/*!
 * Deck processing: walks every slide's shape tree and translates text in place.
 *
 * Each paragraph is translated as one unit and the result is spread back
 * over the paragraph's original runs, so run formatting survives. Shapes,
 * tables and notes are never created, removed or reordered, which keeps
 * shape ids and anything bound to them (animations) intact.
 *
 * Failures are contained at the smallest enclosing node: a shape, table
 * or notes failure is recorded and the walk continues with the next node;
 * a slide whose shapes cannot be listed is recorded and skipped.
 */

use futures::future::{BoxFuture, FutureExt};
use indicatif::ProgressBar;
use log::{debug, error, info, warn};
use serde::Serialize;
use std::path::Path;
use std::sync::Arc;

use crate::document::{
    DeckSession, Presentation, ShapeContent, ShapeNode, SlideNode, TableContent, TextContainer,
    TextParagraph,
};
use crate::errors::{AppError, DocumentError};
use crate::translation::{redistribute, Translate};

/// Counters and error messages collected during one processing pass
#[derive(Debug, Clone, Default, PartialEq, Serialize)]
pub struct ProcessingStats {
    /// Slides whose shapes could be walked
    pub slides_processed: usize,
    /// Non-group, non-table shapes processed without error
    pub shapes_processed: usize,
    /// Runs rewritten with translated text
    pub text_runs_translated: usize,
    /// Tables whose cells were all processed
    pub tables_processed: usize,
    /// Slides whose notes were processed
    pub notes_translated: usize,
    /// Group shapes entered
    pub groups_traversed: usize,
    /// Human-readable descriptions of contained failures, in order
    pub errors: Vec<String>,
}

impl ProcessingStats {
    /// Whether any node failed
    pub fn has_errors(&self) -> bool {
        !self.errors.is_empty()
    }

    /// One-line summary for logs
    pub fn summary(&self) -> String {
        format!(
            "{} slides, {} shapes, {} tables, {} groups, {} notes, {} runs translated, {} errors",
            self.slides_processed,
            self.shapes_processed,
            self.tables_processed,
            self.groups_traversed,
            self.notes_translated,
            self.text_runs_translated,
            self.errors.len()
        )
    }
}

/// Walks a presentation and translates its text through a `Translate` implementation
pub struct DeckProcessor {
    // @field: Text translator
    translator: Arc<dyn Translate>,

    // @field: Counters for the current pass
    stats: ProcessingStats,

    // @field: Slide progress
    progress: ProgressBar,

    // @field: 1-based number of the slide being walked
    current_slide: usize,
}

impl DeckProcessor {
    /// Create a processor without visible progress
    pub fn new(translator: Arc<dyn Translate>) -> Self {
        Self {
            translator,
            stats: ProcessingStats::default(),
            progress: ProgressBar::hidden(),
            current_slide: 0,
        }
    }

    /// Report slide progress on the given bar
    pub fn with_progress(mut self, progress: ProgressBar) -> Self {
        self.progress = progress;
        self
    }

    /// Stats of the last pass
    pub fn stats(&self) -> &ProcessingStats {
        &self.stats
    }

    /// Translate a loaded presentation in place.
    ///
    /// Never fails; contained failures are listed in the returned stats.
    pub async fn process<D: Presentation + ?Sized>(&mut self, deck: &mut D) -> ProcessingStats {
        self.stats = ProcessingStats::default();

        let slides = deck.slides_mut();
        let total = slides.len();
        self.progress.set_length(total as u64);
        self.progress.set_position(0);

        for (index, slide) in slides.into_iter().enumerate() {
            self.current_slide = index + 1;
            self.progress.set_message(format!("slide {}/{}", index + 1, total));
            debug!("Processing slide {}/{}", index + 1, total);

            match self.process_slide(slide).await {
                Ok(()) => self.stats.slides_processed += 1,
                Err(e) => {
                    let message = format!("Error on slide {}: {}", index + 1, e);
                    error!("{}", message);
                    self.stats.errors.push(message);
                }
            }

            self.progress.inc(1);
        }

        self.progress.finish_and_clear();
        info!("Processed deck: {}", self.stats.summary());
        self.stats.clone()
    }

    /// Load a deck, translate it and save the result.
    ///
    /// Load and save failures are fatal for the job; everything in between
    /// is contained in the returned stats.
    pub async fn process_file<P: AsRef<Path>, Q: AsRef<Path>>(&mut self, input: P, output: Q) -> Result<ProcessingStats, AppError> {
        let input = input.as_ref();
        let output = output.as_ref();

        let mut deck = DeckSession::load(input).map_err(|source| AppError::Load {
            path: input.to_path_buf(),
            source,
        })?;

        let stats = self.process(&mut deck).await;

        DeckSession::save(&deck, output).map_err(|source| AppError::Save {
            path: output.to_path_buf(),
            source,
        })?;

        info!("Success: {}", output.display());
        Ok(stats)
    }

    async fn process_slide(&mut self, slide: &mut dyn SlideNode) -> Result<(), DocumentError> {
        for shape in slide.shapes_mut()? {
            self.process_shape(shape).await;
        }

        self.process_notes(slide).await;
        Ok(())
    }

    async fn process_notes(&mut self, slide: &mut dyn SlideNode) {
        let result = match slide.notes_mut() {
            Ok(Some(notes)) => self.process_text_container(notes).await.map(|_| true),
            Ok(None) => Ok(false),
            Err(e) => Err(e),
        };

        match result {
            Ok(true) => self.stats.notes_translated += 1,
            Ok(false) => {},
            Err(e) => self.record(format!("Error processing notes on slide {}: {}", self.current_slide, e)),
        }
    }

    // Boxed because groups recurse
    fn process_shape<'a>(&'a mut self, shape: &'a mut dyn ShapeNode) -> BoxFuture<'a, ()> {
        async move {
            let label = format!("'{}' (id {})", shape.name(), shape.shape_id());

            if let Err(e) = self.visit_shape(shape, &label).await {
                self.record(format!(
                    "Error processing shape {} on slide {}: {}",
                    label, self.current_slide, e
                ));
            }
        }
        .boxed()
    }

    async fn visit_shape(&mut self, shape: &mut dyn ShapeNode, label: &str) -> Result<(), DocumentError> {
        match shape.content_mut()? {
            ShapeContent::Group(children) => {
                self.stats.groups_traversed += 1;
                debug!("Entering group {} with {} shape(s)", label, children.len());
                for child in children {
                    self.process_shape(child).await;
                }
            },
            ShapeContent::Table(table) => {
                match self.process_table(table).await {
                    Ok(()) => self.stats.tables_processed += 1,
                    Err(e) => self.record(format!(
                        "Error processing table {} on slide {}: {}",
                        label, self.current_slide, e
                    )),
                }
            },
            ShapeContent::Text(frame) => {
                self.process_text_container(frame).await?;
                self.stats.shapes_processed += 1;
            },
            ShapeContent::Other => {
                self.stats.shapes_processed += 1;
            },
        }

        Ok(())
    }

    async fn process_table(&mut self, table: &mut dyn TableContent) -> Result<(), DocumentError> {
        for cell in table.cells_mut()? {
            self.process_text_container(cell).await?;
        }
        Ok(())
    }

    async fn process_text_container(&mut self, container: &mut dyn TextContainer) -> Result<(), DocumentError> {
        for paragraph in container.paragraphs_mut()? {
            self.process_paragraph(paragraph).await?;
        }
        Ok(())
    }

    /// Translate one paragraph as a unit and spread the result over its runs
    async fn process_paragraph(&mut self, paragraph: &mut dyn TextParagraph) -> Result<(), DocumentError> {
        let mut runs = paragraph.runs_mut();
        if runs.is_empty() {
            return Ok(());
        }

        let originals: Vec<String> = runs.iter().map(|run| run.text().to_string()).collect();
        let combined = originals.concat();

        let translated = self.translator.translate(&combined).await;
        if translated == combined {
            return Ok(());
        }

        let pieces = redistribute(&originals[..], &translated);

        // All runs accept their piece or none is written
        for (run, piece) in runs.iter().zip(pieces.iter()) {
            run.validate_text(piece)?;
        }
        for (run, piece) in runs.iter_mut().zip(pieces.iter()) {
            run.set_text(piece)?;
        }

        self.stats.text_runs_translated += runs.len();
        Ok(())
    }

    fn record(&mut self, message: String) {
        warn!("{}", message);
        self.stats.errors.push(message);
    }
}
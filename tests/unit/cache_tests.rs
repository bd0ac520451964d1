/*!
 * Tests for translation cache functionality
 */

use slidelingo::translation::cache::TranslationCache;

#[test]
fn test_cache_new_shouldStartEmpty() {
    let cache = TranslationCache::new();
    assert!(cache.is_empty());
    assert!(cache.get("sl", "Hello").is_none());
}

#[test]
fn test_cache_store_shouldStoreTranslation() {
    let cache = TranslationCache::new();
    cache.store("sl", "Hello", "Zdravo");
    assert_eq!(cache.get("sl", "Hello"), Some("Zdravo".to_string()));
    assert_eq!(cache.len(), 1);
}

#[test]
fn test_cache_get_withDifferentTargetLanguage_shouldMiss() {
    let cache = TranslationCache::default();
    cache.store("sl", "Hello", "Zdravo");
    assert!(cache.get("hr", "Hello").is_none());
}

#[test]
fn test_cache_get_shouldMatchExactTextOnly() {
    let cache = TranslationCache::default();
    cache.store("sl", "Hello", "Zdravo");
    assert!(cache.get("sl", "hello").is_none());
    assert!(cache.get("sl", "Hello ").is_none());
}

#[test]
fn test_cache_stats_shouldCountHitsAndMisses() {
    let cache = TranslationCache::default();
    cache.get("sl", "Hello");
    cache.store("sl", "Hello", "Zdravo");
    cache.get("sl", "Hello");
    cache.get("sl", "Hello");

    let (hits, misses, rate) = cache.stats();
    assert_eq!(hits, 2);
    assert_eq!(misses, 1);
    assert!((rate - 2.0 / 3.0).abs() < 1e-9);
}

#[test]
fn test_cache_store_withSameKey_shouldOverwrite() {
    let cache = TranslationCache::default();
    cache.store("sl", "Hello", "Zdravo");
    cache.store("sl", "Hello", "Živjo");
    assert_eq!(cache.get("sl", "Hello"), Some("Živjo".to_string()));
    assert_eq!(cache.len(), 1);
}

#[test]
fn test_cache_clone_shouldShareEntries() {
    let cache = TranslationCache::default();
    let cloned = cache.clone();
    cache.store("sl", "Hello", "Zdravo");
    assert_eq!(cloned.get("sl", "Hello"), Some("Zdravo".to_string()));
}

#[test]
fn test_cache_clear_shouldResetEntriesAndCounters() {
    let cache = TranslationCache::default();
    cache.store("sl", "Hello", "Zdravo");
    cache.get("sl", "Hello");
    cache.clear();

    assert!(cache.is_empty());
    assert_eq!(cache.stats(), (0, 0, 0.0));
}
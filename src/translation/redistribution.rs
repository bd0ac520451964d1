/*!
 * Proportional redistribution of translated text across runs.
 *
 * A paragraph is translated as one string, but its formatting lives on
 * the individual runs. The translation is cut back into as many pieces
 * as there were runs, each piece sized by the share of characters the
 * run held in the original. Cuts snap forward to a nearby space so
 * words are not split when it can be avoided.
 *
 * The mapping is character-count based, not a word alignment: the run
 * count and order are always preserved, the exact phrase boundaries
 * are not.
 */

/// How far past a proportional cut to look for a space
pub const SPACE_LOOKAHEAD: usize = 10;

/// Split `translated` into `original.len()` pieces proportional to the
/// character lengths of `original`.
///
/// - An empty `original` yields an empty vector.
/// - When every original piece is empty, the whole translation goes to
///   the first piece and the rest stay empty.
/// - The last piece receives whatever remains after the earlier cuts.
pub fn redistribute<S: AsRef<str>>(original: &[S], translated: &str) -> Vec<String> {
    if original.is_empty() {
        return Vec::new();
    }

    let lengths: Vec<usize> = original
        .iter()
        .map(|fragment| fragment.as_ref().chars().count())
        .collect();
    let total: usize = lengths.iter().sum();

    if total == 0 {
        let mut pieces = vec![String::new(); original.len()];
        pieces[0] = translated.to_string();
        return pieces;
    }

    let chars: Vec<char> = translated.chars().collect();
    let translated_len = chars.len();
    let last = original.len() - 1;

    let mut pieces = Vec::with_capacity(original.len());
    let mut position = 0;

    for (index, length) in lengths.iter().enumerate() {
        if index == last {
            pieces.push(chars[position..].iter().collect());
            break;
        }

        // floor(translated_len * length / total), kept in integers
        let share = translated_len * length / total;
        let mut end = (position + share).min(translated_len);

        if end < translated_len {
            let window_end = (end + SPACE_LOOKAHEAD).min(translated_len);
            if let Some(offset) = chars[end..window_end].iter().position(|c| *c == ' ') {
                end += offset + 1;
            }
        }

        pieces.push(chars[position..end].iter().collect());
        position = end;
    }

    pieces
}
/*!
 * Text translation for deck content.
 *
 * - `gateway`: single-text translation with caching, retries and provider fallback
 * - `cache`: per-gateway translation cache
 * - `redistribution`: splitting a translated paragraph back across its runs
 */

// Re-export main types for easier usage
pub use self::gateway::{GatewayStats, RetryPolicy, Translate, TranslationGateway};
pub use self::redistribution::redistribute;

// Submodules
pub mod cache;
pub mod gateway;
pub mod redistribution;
....
▶ [To do]
Check each line of the listing above for the string "input" and return those that contain it.

▶ [Output]
    pub async fn process_file<P: AsRef<Path>, Q: AsRef<Path>>(&mut self, input: P, output: Q) -> Result<ProcessingStats, AppError> {
        let input = input.as_ref();
        let mut deck = DeckSession::load(input).map_err(|source| AppError::Load {
            path: input.to_path_buf(),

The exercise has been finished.